* **WORK TO COMPLETE**: Would you copy each line of the records that includes the word "bool"?

* **PROVIDED DATA**:
-=-=-
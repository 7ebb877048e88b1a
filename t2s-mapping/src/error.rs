use std::path::PathBuf;

use miette::{Diagnostic, NamedSource, SourceSpan};
use thiserror::Error;

/// Result type for mapping and config operations (boxed to reduce size on stack)
pub type Result<T> = std::result::Result<T, Box<Error>>;

/// Pseudo file name used when mapping specs come from the command line.
pub const FLAG_SOURCE: &str = "<--map>";

/// Source context for error reporting.
///
/// Carries the text being parsed and its file name so that error factories
/// only need the span and the message.
#[derive(Debug, Clone)]
pub struct SourceContext {
    src: String,
    filename: String,
}

impl SourceContext {
    pub fn new(src: impl Into<String>, filename: impl Into<String>) -> Self {
        Self {
            src: src.into(),
            filename: filename.into(),
        }
    }

    pub fn src(&self) -> &str {
        &self.src
    }

    pub fn filename(&self) -> &str {
        &self.filename
    }

    /// Create a NamedSource for miette error reporting.
    pub fn named_source(&self) -> NamedSource<String> {
        NamedSource::new(&self.filename, self.src.clone())
    }

    /// Create a parse error from a toml error.
    pub fn parse_error(&self, source: toml::de::Error) -> Box<Error> {
        let span = source.span().map(SourceSpan::from);
        Box::new(Error::Parse {
            src: self.named_source(),
            span,
            source,
        })
    }

    /// Create a mapping format error pointing at `span`.
    pub fn format_error(
        &self,
        spec: impl Into<String>,
        reason: impl Into<String>,
        span: impl Into<SourceSpan>,
    ) -> Box<Error> {
        Box::new(Error::Format {
            src: self.named_source(),
            span: span.into(),
            spec: spec.into(),
            reason: reason.into(),
        })
    }
}

#[derive(Debug, Error, Diagnostic)]
pub enum Error {
    #[error("failed to read '{path}'")]
    #[diagnostic(code(t2s::io))]
    Io {
        path: PathBuf,
        #[source]
        source: std::io::Error,
    },

    #[error("failed to parse config file")]
    #[diagnostic(code(t2s::parse_error))]
    Parse {
        #[source_code]
        src: NamedSource<String>,
        #[label("parse error here")]
        span: Option<SourceSpan>,
        #[source]
        source: toml::de::Error,
    },

    #[error("malformed mapping '{spec}': {reason}")]
    #[diagnostic(
        code(t2s::mapping_format),
        help("expected 'column:Name', 'table.column:Name' or 'column:Name,type:GoType'")
    )]
    Format {
        #[source_code]
        src: NamedSource<String>,
        #[label("{reason}")]
        span: SourceSpan,
        spec: String,
        reason: String,
    },
}

impl Error {
    /// Whether this is a malformed mapping spec.
    pub fn is_format(&self) -> bool {
        matches!(self, Error::Format { .. })
    }
}
//! Query operation - resolve one name without touching the database.

use table2struct_codegen::{Result, Settings, Transliterator, TypeResolver};
use table2struct_mapping::{GLOBAL_SCOPE, MappingStore};

use crate::reports::QueryReport;

/// What to resolve.
#[derive(Debug, Default)]
pub struct QueryRequest<'a> {
    pub name: &'a str,
    /// Scope for mapping lookups; global when absent.
    pub table: Option<&'a str>,
    pub sql_type: Option<&'a str>,
    pub nullable: bool,
}

pub fn query(
    request: &QueryRequest,
    settings: &Settings,
    store: &MappingStore,
) -> Result<QueryReport> {
    let table = request.table.unwrap_or(GLOBAL_SCOPE);
    let identifier = Transliterator::new(store).to_identifier(request.name, table)?;

    let go_type = request
        .sql_type
        .map(|sql_type| {
            TypeResolver::new(settings, store)
                .resolve(sql_type, false, request.nullable, table, request.name)
                .map(|resolved| resolved.name)
        })
        .transpose()?;

    Ok(QueryReport {
        identifier,
        go_type,
    })
}

#[cfg(test)]
mod tests {
    use table2struct_mapping::NullableMode;

    use super::*;

    #[test]
    fn test_identifier_only() {
        let report = query(
            &QueryRequest {
                name: "user_id",
                ..QueryRequest::default()
            },
            &Settings::default(),
            &MappingStore::new(),
        )
        .unwrap();

        assert_eq!(report.identifier, "UserID");
        assert_eq!(report.go_type, None);
    }

    #[test]
    fn test_with_type_and_table_scope() {
        let settings = Settings {
            nullable: NullableMode::Ext,
            ..Settings::default()
        };
        let mut store = MappingStore::new();
        store.load(["orders.qty:Quantity"]).unwrap();

        let report = query(
            &QueryRequest {
                name: "qty",
                table: Some("orders"),
                sql_type: Some("int(11)"),
                nullable: true,
            },
            &settings,
            &store,
        )
        .unwrap();

        assert_eq!(report.identifier, "Quantity");
        assert_eq!(report.go_type.as_deref(), Some("null.Int"));
    }

    #[test]
    fn test_unknown_type_is_error() {
        let result = query(
            &QueryRequest {
                name: "shape",
                sql_type: Some("geometry"),
                ..QueryRequest::default()
            },
            &Settings::default(),
            &MappingStore::new(),
        );

        assert!(matches!(
            result,
            Err(table2struct_codegen::Error::UnknownType { .. })
        ));
    }
}
//! Generate command report data structures.

use std::path::PathBuf;

use super::output::{Output, Report};

/// Report data from a generation run.
#[derive(Debug)]
pub struct GenerateReport {
    /// Schema the tables were read from.
    pub database: String,

    /// Tables in generation order.
    pub tables: Vec<TableSummary>,

    /// Non-fatal problems, e.g. a missing formatter.
    pub warnings: Vec<String>,

    pub result: GenerationResult,
}

#[derive(Debug, Clone, PartialEq, Eq)]
pub struct TableSummary {
    pub name: String,
    pub identifier: String,
    pub fields: usize,
}

#[derive(Debug)]
pub enum GenerationResult {
    /// Files were written to disk.
    Written(WrittenResult),
    /// Dry-run preview.
    Preview(PreviewResult),
}

#[derive(Debug, Default)]
pub struct WrittenResult {
    pub output_dir: PathBuf,
    /// Files created or replaced.
    pub written: Vec<PathBuf>,
    /// Existing files left untouched.
    pub skipped: Vec<PathBuf>,
}

#[derive(Debug, Default)]
pub struct PreviewResult {
    pub files: Vec<PreviewFile>,
}

#[derive(Debug)]
pub struct PreviewFile {
    pub path: String,
    pub content: String,
}

impl Report for GenerateReport {
    fn render(&self, out: &mut dyn Output) {
        for warning in &self.warnings {
            out.warning(warning);
        }

        match &self.result {
            GenerationResult::Written(written) => self.render_written(out, written),
            GenerationResult::Preview(preview) => self.render_preview(out, preview),
        }
    }
}

impl GenerateReport {
    fn render_written(&self, out: &mut dyn Output, written: &WrittenResult) {
        out.key_value("Database", &self.database);
        out.newline();

        out.section(&format!("Tables ({})", self.tables.len()));
        for table in &self.tables {
            out.list_item(&format!(
                "{} -> {} ({} field{})",
                table.name,
                table.identifier,
                table.fields,
                if table.fields == 1 { "" } else { "s" }
            ));
        }
        out.newline();

        out.key_value("Generated", &written.output_dir.display().to_string());
        for path in &written.written {
            out.added_item(&path.display().to_string());
        }
        for path in &written.skipped {
            out.skipped_item(&format!("{} (exists)", path.display()));
        }
    }

    fn render_preview(&self, out: &mut dyn Output, preview: &PreviewResult) {
        for file in &preview.files {
            out.divider(&file.path);
            out.preformatted(&file.content);
        }

        out.divider("Summary");
        out.preformatted(&format!(
            "{} file{} would be generated",
            preview.files.len(),
            if preview.files.len() == 1 { "" } else { "s" }
        ));
    }
}
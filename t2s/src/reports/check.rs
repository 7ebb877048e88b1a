//! Check command report data structures.

use std::path::PathBuf;

use super::output::{Output, Report};

/// Report data from configuration validation.
#[derive(Debug, Default)]
pub struct CheckReport {
    /// Config file that was read, if any.
    pub config_path: Option<PathBuf>,
    /// Connection URL with the password hidden.
    pub target: Option<String>,
    pub package: String,
    pub tags: Vec<String>,
    /// Requested tables; empty means all.
    pub tables: Vec<String>,
    /// Mapping count per scope.
    pub mappings: Vec<(String, usize)>,
    pub errors: Vec<String>,
}

impl CheckReport {
    pub fn is_valid(&self) -> bool {
        self.errors.is_empty()
    }
}

impl Report for CheckReport {
    fn render(&self, out: &mut dyn Output) {
        for error in &self.errors {
            out.error(error);
        }
        if !self.is_valid() {
            return;
        }

        let source = match &self.config_path {
            Some(path) => path.display().to_string(),
            None => "default configuration".to_string(),
        };
        out.preformatted(&format!("✓ {} is valid", source));
        out.newline();

        if let Some(target) = &self.target {
            out.key_value("Database", target);
        }
        out.key_value("Package", &self.package);
        out.key_value("Tags", &self.tags.join(", "));
        if self.tables.is_empty() {
            out.key_value("Tables", "all");
        } else {
            out.key_value("Tables", &self.tables.join(", "));
        }

        let total: usize = self.mappings.iter().map(|(_, count)| count).sum();
        if total > 0 {
            out.newline();
            out.section(&format!("Mappings ({})", total));
            for (scope, count) in self.mappings.iter().filter(|(_, count)| *count > 0) {
                out.key_value_indented(scope, &count.to_string());
            }
        }
    }
}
-=-=-
* **ANSWER FOR THIS EXERCISE**:
    pub fn is_format(&self) -> bool {
    pub nullable: bool,
    pub fn is_valid(&self) -> bool {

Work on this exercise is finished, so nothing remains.